That night an angel appeared in the shape of an old school friend of mine.  Her son had been diagnosed at 17mths and it was her that had sent me a PM via Facebook on Wednesday night to encourage me to take Miss A to the doctors. She brought in a bad of goodies including her son’s favourite hypo treatments; a can of fanta, jellybeans, fruit jelly. Things for Miss A to do in hospital and a block of chocolate that became my dinner for the next 5 nights, but most of all she and her dad – who also has diabetes sat and talked to me when I know they must have been tired and she had her own children to look after. It was so nice just to talk to someone who had been doing this for years and was still sane and could tell me it would be OK.
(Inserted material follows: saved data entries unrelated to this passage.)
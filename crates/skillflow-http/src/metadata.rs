//! Run metadata persistence: one row per attempted run, outliving run state.

use chrono::{DateTime, Utc};
use serde::Serialize;
use serde_json::{json, Map, Value};
use skillflow_core::RunStatus;
use sqlx::{Row, SqlitePool};

use crate::error::ApiError;

#[derive(Debug, Clone, Serialize)]
pub struct RunMetadata {
    pub thread_id: String,
    pub run_name: String,
    pub sop: String,
    pub initial_data: Map<String, Value>,
    pub user_id: Option<String>,
    pub workspace_id: Option<String>,
    pub llm_model: Option<String>,
    pub parent_thread_id: Option<String>,
    pub rerun_count: i64,
    pub status: String,
    pub error_message: Option<String>,
    pub failed_skill: Option<String>,
    pub created_at: DateTime<Utc>,
    pub completed_at: Option<DateTime<Utc>>,
    /// Free-form metadata; `callback_url` lives here.
    pub metadata: Map<String, Value>,
}

impl RunMetadata {
    pub fn callback_url(&self) -> Option<&str> {
        self.metadata.get("callback_url").and_then(Value::as_str)
    }
}

pub struct RunMetadataStore {
    pool: Option<SqlitePool>,
}

impl RunMetadataStore {
    pub async fn new(pool: Option<SqlitePool>) -> Result<Self, sqlx::Error> {
        let store = Self { pool };
        if let Some(pool) = &store.pool {
            sqlx::query(
                r#"
                CREATE TABLE IF NOT EXISTS run_metadata (
                    thread_id TEXT PRIMARY KEY,
                    run_name TEXT,
                    sop TEXT NOT NULL,
                    initial_data TEXT NOT NULL DEFAULT '{}',
                    user_id TEXT,
                    workspace_id TEXT,
                    llm_model TEXT,
                    parent_thread_id TEXT,
                    rerun_count INTEGER NOT NULL DEFAULT 0,
                    status TEXT NOT NULL DEFAULT 'running',
                    error_message TEXT,
                    failed_skill TEXT,
                    created_at TEXT NOT NULL,
                    completed_at TEXT,
                    metadata TEXT NOT NULL DEFAULT '{}'
                )
                "#,
            )
            .execute(pool)
            .await?;
            sqlx::query(
                "CREATE INDEX IF NOT EXISTS idx_run_metadata_user ON run_metadata(user_id, workspace_id, created_at)",
            )
            .execute(pool)
            .await?;
        }
        Ok(store)
    }

    /// Record a run attempt before anything is validated, so every attempt is
    /// visible. Re-saving the same thread updates the mutable fields.
    #[allow(clippy::too_many_arguments)]
    pub async fn save(
        &self,
        thread_id: &str,
        sop: &str,
        initial_data: &Map<String, Value>,
        run_name: &str,
        user_id: Option<&str>,
        workspace_id: Option<&str>,
        llm_model: Option<&str>,
        callback_url: Option<&str>,
        parent_thread_id: Option<&str>,
        rerun_count: i64,
    ) -> Result<(), ApiError> {
        let Some(pool) = &self.pool else { return Ok(()) };
        let metadata = match callback_url {
            Some(url) => json!({"callback_url": url}),
            None => json!({}),
        };
        sqlx::query(
            r#"
            INSERT INTO run_metadata
                (thread_id, run_name, sop, initial_data, user_id, workspace_id, llm_model,
                 parent_thread_id, rerun_count, status, created_at, metadata)
            VALUES (?, ?, ?, ?, ?, ?, ?, ?, ?, 'running', ?, ?)
            ON CONFLICT (thread_id) DO UPDATE SET
                run_name = excluded.run_name,
                sop = excluded.sop,
                initial_data = excluded.initial_data,
                llm_model = excluded.llm_model,
                metadata = excluded.metadata
            "#,
        )
        .bind(thread_id)
        .bind(run_name)
        .bind(sop)
        .bind(Value::Object(initial_data.clone()).to_string())
        .bind(user_id)
        .bind(workspace_id)
        .bind(llm_model)
        .bind(parent_thread_id)
        .bind(rerun_count)
        .bind(Utc::now().to_rfc3339())
        .bind(metadata.to_string())
        .execute(pool)
        .await?;
        Ok(())
    }

    pub async fn update_status(
        &self,
        thread_id: &str,
        status: RunStatus,
        error_message: Option<&str>,
        failed_skill: Option<&str>,
    ) -> Result<(), ApiError> {
        let Some(pool) = &self.pool else { return Ok(()) };
        let completed_at = status.is_terminal().then(|| Utc::now().to_rfc3339());
        sqlx::query(
            r#"
            UPDATE run_metadata
            SET status = ?, error_message = ?, failed_skill = ?,
                completed_at = COALESCE(?, completed_at)
            WHERE thread_id = ?
            "#,
        )
        .bind(status.as_str())
        .bind(error_message)
        .bind(failed_skill)
        .bind(completed_at)
        .bind(thread_id)
        .execute(pool)
        .await?;
        Ok(())
    }

    pub async fn get(&self, thread_id: &str) -> Result<Option<RunMetadata>, ApiError> {
        let Some(pool) = &self.pool else { return Ok(None) };
        let row = sqlx::query("SELECT * FROM run_metadata WHERE thread_id = ?")
            .bind(thread_id)
            .fetch_optional(pool)
            .await?;
        Ok(row.map(row_to_metadata))
    }

    /// Runs visible to a caller, newest first. Admins see the whole
    /// workspace; users see their own runs.
    pub async fn list(
        &self,
        user_id: &str,
        is_admin: bool,
        workspace_id: Option<&str>,
        limit: i64,
    ) -> Result<Vec<RunMetadata>, ApiError> {
        let Some(pool) = &self.pool else { return Ok(Vec::new()) };
        let rows = if is_admin {
            sqlx::query(
                r#"
                SELECT * FROM run_metadata
                WHERE (?1 IS NULL OR workspace_id = ?1)
                ORDER BY created_at DESC
                LIMIT ?2
                "#,
            )
            .bind(workspace_id)
            .bind(limit)
            .fetch_all(pool)
            .await?
        } else {
            sqlx::query(
                r#"
                SELECT * FROM run_metadata
                WHERE user_id = ?1 AND (?2 IS NULL OR workspace_id = ?2)
                ORDER BY created_at DESC
                LIMIT ?3
                "#,
            )
            .bind(user_id)
            .bind(workspace_id)
            .bind(limit)
            .fetch_all(pool)
            .await?
        };
        Ok(rows.into_iter().map(row_to_metadata).collect())
    }
}

fn row_to_metadata(row: sqlx::sqlite::SqliteRow) -> RunMetadata {
    let initial_data: String = row.get("initial_data");
    let metadata: String = row.get("metadata");
    let created_at: String = row.get("created_at");
    let completed_at: Option<String> = row.get("completed_at");
    let thread_id: String = row.get("thread_id");
    let run_name: Option<String> = row.get("run_name");
    RunMetadata {
        run_name: run_name.unwrap_or_else(|| thread_id.clone()),
        thread_id,
        sop: row.get("sop"),
        initial_data: serde_json::from_str(&initial_data).unwrap_or_default(),
        user_id: row.get("user_id"),
        workspace_id: row.get("workspace_id"),
        llm_model: row.get("llm_model"),
        parent_thread_id: row.get("parent_thread_id"),
        rerun_count: row.get("rerun_count"),
        status: row.get("status"),
        error_message: row.get("error_message"),
        failed_skill: row.get("failed_skill"),
        created_at: DateTime::parse_from_rfc3339(&created_at)
            .map(|dt| dt.with_timezone(&Utc))
            .unwrap_or_else(|_| Utc::now()),
        completed_at: completed_at.and_then(|raw| {
            DateTime::parse_from_rfc3339(&raw).map(|dt| dt.with_timezone(&Utc)).ok()
        }),
        metadata: serde_json::from_str(&metadata).unwrap_or_default(),
    }
}
//! The cache tier: buffered JSON checkpoint copies with a sliding TTL so a
//! crash between writes does not lose recent checkpoints.

use std::collections::HashMap;

use async_trait::async_trait;
use redis::AsyncCommands;
use serde_json::Value;
use tokio::sync::Mutex;

use crate::errors::{EngineError, Result};

/// Sliding TTL for buffered checkpoints, extended on every write.
pub const CACHE_TTL_SECONDS: i64 = 1800;

#[async_trait]
pub trait CheckpointCache: Send + Sync {
    async fn append(&self, thread_id: &str, payload: &Value) -> Result<()>;
    async fn get_all(&self, thread_id: &str) -> Result<Vec<Value>>;
    async fn delete(&self, thread_id: &str) -> Result<()>;
    /// Threads with buffered checkpoints, enumerated at startup recovery.
    async fn buffered_threads(&self) -> Result<Vec<String>>;
}

fn cache_key(thread_id: &str) -> String {
    format!("checkpoints:{thread_id}")
}

/// Redis-backed cache tier.
pub struct RedisCheckpointCache {
    manager: redis::aio::ConnectionManager,
    ttl_seconds: i64,
}

impl RedisCheckpointCache {
    pub async fn connect(url: &str) -> Result<Self> {
        let client = redis::Client::open(url).map_err(|e| EngineError::Cache(e.to_string()))?;
        let manager = client
            .get_connection_manager()
            .await
            .map_err(|e| EngineError::Cache(format!("cannot connect to redis: {e}")))?;
        tracing::info!(url = %url, "checkpoint cache connected");
        Ok(Self { manager, ttl_seconds: CACHE_TTL_SECONDS })
    }
}

#[async_trait]
impl CheckpointCache for RedisCheckpointCache {
    async fn append(&self, thread_id: &str, payload: &Value) -> Result<()> {
        let mut conn = self.manager.clone();
        let key = cache_key(thread_id);
        let encoded = payload.to_string();
        let count: i64 = conn
            .rpush(&key, encoded)
            .await
            .map_err(|e| EngineError::Cache(e.to_string()))?;
        let _: bool = conn
            .expire(&key, self.ttl_seconds)
            .await
            .map_err(|e| EngineError::Cache(e.to_string()))?;
        tracing::debug!(thread_id = %thread_id, count, "buffered checkpoint");
        Ok(())
    }

    async fn get_all(&self, thread_id: &str) -> Result<Vec<Value>> {
        let mut conn = self.manager.clone();
        let raw: Vec<String> = conn
            .lrange(cache_key(thread_id), 0, -1)
            .await
            .map_err(|e| EngineError::Cache(e.to_string()))?;
        raw.iter()
            .map(|entry| serde_json::from_str(entry).map_err(EngineError::from))
            .collect()
    }

    async fn delete(&self, thread_id: &str) -> Result<()> {
        let mut conn = self.manager.clone();
        let _: i64 = conn
            .del(cache_key(thread_id))
            .await
            .map_err(|e| EngineError::Cache(e.to_string()))?;
        Ok(())
    }

    async fn buffered_threads(&self) -> Result<Vec<String>> {
        let mut conn = self.manager.clone();
        let mut threads = Vec::new();
        let mut cursor: u64 = 0;
        loop {
            let (next, keys): (u64, Vec<String>) = redis::cmd("SCAN")
                .arg(cursor)
                .arg("MATCH")
                .arg("checkpoints:*")
                .query_async(&mut conn)
                .await
                .map_err(|e| EngineError::Cache(e.to_string()))?;
            threads.extend(
                keys.iter()
                    .filter_map(|k| k.strip_prefix("checkpoints:").map(String::from)),
            );
            cursor = next;
            if cursor == 0 {
                break;
            }
        }
        Ok(threads)
    }
}

/// In-process cache tier used when redis is not configured and in tests.
#[derive(Default)]
pub struct MemoryCheckpointCache {
    entries: Mutex<HashMap<String, Vec<Value>>>,
}

impl MemoryCheckpointCache {
    pub fn new() -> Self {
        Self::default()
    }
}

#[async_trait]
impl CheckpointCache for MemoryCheckpointCache {
    async fn append(&self, thread_id: &str, payload: &Value) -> Result<()> {
        // Enforce the strict-JSON invariant the redis tier gets for free.
        let encoded = payload.to_string();
        let reparsed: Value = serde_json::from_str(&encoded)?;
        self.entries
            .lock()
            .await
            .entry(thread_id.to_string())
            .or_default()
            .push(reparsed);
        Ok(())
    }

    async fn get_all(&self, thread_id: &str) -> Result<Vec<Value>> {
        Ok(self.entries.lock().await.get(thread_id).cloned().unwrap_or_default())
    }

    async fn delete(&self, thread_id: &str) -> Result<()> {
        self.entries.lock().await.remove(thread_id);
        Ok(())
    }

    async fn buffered_threads(&self) -> Result<Vec<String>> {
        Ok(self.entries.lock().await.keys().cloned().collect())
    }
}

#[cfg(test)]
mod tests {
    use super::*;
    use serde_json::json;

    #[tokio::test]
    async fn test_memory_cache_roundtrip() {
        let cache = MemoryCheckpointCache::new();
        cache.append("t1", &json!({"n": 1})).await.unwrap();
        cache.append("t1", &json!({"n": 2})).await.unwrap();
        cache.append("t2", &json!({"n": 3})).await.unwrap();

        let entries = cache.get_all("t1").await.unwrap();
        assert_eq!(entries.len(), 2);
        assert_eq!(entries[0]["n"], 1);

        let mut threads = cache.buffered_threads().await.unwrap();
        threads.sort();
        assert_eq!(threads, vec!["t1", "t2"]);

        cache.delete("t1").await.unwrap();
        assert!(cache.get_all("t1").await.unwrap().is_empty());
    }
}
The saddest day was Monday.  It was Monday that my little girl turned to me while we were having her shower and said, “When I go home, do I still have to have all these needles”. This was the moment I had been dreading. How to explain to a six year old that their carefree life of eating, playing, learning, laughing and sleeping was going to be forever punctuated by endless finger pricks and injections…  That day in that tiny shower cubicle was the closest I ever came to crying in front of her.

2013-11-22 16.43.52

That was the first time I heard her say a phrase that is now a common part of our daily dialogue. “I wish I didn’t have diabetes”. I certainly use stronger phrases when out of earshot of the kidlets. That day I watched the light go out of her eyes. She was lethargic, she was sad. She didn’t want to do anything, I guess that is what a depressed six year old looks like.

Tuesday she started asking if she could do her fingerpricks herself. I had a lump in my throat the first time I heard her ask if she could do it. I was so proud of her.  We spent the rest of the morning learning to inject plastic bellies and then they handed over the needles to us and we had to practice on our daughter.

Tuesday night we were given a leave pass to go to the kids school concert. Our first taste of experiencing this new world on our own.  My little girl was so scared of leaving the hospital – have to say I was pretty freaked out myself. It’s like that day when you leave the hospital with your first child and you are sitting in the car with this person that you are now entirely responsible for. We were now her pancreas, and can I just say I had no idea what a complex job being a pancreas actually is.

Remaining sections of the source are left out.